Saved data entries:
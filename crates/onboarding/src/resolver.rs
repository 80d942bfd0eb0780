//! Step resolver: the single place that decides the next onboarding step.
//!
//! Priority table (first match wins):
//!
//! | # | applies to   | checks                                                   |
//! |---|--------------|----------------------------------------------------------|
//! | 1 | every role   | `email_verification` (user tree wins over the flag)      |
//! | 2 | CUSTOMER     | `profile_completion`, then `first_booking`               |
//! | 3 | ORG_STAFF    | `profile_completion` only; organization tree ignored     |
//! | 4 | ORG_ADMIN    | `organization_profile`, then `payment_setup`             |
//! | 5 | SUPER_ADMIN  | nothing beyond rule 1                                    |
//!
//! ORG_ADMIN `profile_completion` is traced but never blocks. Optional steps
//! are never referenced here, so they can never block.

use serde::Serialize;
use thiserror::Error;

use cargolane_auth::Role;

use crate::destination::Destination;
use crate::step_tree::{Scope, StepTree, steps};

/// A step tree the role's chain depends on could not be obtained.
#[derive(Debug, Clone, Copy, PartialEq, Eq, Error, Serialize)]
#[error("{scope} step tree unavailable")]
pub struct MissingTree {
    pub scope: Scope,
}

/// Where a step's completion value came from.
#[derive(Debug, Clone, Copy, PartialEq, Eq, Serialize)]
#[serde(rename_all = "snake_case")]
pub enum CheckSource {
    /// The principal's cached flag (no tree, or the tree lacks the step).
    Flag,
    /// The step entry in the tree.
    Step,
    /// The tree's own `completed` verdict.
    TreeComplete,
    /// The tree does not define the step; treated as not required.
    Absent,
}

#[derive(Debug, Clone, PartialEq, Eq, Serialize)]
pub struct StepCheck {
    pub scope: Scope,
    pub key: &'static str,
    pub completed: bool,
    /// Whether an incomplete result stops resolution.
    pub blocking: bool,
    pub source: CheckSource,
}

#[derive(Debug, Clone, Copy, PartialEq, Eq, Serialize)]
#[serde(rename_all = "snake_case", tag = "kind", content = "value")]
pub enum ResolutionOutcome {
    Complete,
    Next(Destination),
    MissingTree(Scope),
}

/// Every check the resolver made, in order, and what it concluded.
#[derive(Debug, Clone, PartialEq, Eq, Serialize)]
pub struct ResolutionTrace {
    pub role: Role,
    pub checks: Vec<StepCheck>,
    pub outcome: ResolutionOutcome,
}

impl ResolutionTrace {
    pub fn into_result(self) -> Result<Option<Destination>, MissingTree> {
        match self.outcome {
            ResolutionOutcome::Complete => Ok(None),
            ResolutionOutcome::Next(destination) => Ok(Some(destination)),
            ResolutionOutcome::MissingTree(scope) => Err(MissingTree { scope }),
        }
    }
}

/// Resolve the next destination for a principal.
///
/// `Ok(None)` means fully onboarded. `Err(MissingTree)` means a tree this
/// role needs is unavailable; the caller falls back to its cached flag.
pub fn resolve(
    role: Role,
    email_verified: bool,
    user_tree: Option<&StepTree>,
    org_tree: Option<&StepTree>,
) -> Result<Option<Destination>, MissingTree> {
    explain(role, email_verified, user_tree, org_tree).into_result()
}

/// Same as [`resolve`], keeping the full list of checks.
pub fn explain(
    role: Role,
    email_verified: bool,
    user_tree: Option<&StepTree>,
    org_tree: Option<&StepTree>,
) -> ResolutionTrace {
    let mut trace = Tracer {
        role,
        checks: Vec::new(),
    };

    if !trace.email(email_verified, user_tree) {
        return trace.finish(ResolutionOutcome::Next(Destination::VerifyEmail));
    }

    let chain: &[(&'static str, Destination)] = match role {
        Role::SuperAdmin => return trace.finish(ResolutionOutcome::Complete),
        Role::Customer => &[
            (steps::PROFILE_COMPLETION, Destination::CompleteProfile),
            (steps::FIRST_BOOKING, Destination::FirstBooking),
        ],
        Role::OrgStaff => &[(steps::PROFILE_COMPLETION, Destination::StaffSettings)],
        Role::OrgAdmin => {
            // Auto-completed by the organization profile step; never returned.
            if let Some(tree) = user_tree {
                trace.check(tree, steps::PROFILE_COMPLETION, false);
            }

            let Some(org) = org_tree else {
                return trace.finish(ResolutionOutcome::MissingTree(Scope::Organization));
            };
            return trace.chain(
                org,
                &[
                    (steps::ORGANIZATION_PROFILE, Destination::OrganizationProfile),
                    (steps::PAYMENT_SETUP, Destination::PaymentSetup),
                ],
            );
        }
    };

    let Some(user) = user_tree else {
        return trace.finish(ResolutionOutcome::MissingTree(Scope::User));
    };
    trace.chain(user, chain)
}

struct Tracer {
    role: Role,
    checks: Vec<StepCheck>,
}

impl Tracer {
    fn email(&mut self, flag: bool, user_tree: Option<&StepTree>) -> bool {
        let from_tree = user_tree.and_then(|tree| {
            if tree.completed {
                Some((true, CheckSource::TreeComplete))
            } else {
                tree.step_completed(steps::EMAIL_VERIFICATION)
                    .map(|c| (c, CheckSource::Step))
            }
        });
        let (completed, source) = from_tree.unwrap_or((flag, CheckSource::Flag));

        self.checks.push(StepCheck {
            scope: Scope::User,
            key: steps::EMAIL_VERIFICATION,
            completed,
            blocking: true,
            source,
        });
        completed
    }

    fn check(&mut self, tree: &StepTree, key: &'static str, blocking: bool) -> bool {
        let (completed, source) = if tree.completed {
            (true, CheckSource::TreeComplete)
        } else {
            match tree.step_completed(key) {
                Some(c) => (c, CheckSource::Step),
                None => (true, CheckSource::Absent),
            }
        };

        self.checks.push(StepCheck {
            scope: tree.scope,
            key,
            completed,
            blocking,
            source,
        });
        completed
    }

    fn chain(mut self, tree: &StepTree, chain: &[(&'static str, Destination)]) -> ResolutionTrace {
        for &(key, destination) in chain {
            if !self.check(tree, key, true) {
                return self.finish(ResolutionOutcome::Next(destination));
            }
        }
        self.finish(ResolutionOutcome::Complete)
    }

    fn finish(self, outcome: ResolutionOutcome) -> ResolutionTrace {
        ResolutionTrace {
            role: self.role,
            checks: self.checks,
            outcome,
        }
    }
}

- **Problem description**
What you give back should match the entries above exactly.

- **Task answer**
filename crates/onboarding/src/resolver.rs
repository 80d942bfd0eb0780
//! Step resolver: the single place that decides the next onboarding step.
//!
//! Priority table (first match wins):
//!
//! | # | applies to   | checks                                                   |
//! |---|--------------|----------------------------------------------------------|
//! | 1 | every role   | `email_verification` (user tree wins over the flag)      |
//! | 2 | CUSTOMER     | `profile_completion`, then `first_booking`               |
//! | 3 | ORG_STAFF    | `profile_completion` only; organization tree ignored     |
//! | 4 | ORG_ADMIN    | `organization_profile`, then `payment_setup`             |
//! | 5 | SUPER_ADMIN  | nothing beyond rule 1                                    |
//!
//! ORG_ADMIN `profile_completion` is traced but never blocks. Optional steps
//! are never referenced here, so they can never block.

use serde::Serialize;
use thiserror::Error;

use cargolane_auth::Role;

use crate::destination::Destination;
use crate::step_tree::{Scope, StepTree, steps};

/// A step tree the role's chain depends on could not be obtained.
#[derive(Debug, Clone, Copy, PartialEq, Eq, Error, Serialize)]
#[error("{scope} step tree unavailable")]
pub struct MissingTree {
    pub scope: Scope,
}

/// Where a step's completion value came from.
#[derive(Debug, Clone, Copy, PartialEq, Eq, Serialize)]
#[serde(rename_all = "snake_case")]
pub enum CheckSource {
    /// The principal's cached flag (no tree, or the tree lacks the step).
    Flag,
    /// The step entry in the tree.
    Step,
    /// The tree's own `completed` verdict.
    TreeComplete,
    /// The tree does not define the step; treated as not required.
    Absent,
}

#[derive(Debug, Clone, PartialEq, Eq, Serialize)]
pub struct StepCheck {
    pub scope: Scope,
    pub key: &'static str,
    pub completed: bool,
    /// Whether an incomplete result stops resolution.
    pub blocking: bool,
    pub source: CheckSource,
}

#[derive(Debug, Clone, Copy, PartialEq, Eq, Serialize)]
#[serde(rename_all = "snake_case", tag = "kind", content = "value")]
pub enum ResolutionOutcome {
    Complete,
    Next(Destination),
    MissingTree(Scope),
}

/// Every check the resolver made, in order, and what it concluded.
#[derive(Debug, Clone, PartialEq, Eq, Serialize)]
pub struct ResolutionTrace {
    pub role: Role,
    pub checks: Vec<StepCheck>,
    pub outcome: ResolutionOutcome,
}

impl ResolutionTrace {
    pub fn into_result(self) -> Result<Option<Destination>, MissingTree> {
        match self.outcome {
            ResolutionOutcome::Complete => Ok(None),
            ResolutionOutcome::Next(destination) => Ok(Some(destination)),
            ResolutionOutcome::MissingTree(scope) => Err(MissingTree { scope }),
        }
    }
}

/// Resolve the next destination for a principal.
///
/// `Ok(None)` means fully onboarded. `Err(MissingTree)` means a tree this
/// role needs is unavailable; the caller falls back to its cached flag.
pub fn resolve(
    role: Role,
    email_verified: bool,
    user_tree: Option<&StepTree>,
    org_tree: Option<&StepTree>,
) -> Result<Option<Destination>, MissingTree> {
    explain(role, email_verified, user_tree, org_tree).into_result()
}

/// Same as [`resolve`], keeping the full list of checks.
pub fn explain(
    role: Role,
    email_verified: bool,
    user_tree: Option<&StepTree>,
    org_tree: Option<&StepTree>,
) -> ResolutionTrace {
    let mut trace = Tracer {
        role,
        checks: Vec::new(),
    };

    if !trace.email(email_verified, user_tree) {
        return trace.finish(ResolutionOutcome::Next(Destination::VerifyEmail));
    }

    let chain: &[(&'static str, Destination)] = match role {
        Role::SuperAdmin => return trace.finish(ResolutionOutcome::Complete),
        Role::Customer => &[
            (steps::PROFILE_COMPLETION, Destination::CompleteProfile),
            (steps::FIRST_BOOKING, Destination::FirstBooking),
        ],
        Role::OrgStaff => &[(steps::PROFILE_COMPLETION, Destination::StaffSettings)],
        Role::OrgAdmin => {
            // Auto-completed by the organization profile step; never returned.
            if let Some(tree) = user_tree {
                trace.check(tree, steps::PROFILE_COMPLETION, false);
            }

            let Some(org) = org_tree else {
                return trace.finish(ResolutionOutcome::MissingTree(Scope::Organization));
            };
            return trace.chain(
                org,
                &[
                    (steps::ORGANIZATION_PROFILE, Destination::OrganizationProfile),
                    (steps::PAYMENT_SETUP, Destination::PaymentSetup),
                ],
            );
        }
    };

    let Some(user) = user_tree else {
        return trace.finish(ResolutionOutcome::MissingTree(Scope::User));
    };
    trace.chain(user, chain)
}

struct Tracer {
    role: Role,
    checks: Vec<StepCheck>,
}

impl Tracer {
    fn email(&mut self, flag: bool, user_tree: Option<&StepTree>) -> bool {
        let from_tree = user_tree.and_then(|tree| {
            if tree.completed {
                Some((true, CheckSource::TreeComplete))
            } else {
                tree.step_completed(steps::EMAIL_VERIFICATION)
                    .map(|c| (c, CheckSource::Step))
            }
        });
        let (completed, source) = from_tree.unwrap_or((flag, CheckSource::Flag));

        self.checks.push(StepCheck {
            scope: Scope::User,
            key: steps::EMAIL_VERIFICATION,
            completed,
            blocking: true,
            source,
        });
        completed
    }

    fn check(&mut self, tree: &StepTree, key: &'static str, blocking: bool) -> bool {
        let (completed, source) = if tree.completed {
            (true, CheckSource::TreeComplete)
        } else {
            match tree.step_completed(key) {
                Some(c) => (c, CheckSource::Step),
                None => (true, CheckSource::Absent),
            }
        };

        self.checks.push(StepCheck {
            scope: tree.scope,
            key,
            completed,
            blocking,
            source,
        });
        completed
    }

    fn chain(mut self, tree: &StepTree, chain: &[(&'static str, Destination)]) -> ResolutionTrace {
        for &(key, destination) in chain {
            if !self.check(tree, key, true) {
                return self.finish(ResolutionOutcome::Next(destination));
            }
        }
        self.finish(ResolutionOutcome::Complete)
    }

    fn finish(self, outcome: ResolutionOutcome) -> ResolutionTrace {
        ResolutionTrace {
            role: self.role,
            checks: self.checks,
            outcome,
        }
    }
}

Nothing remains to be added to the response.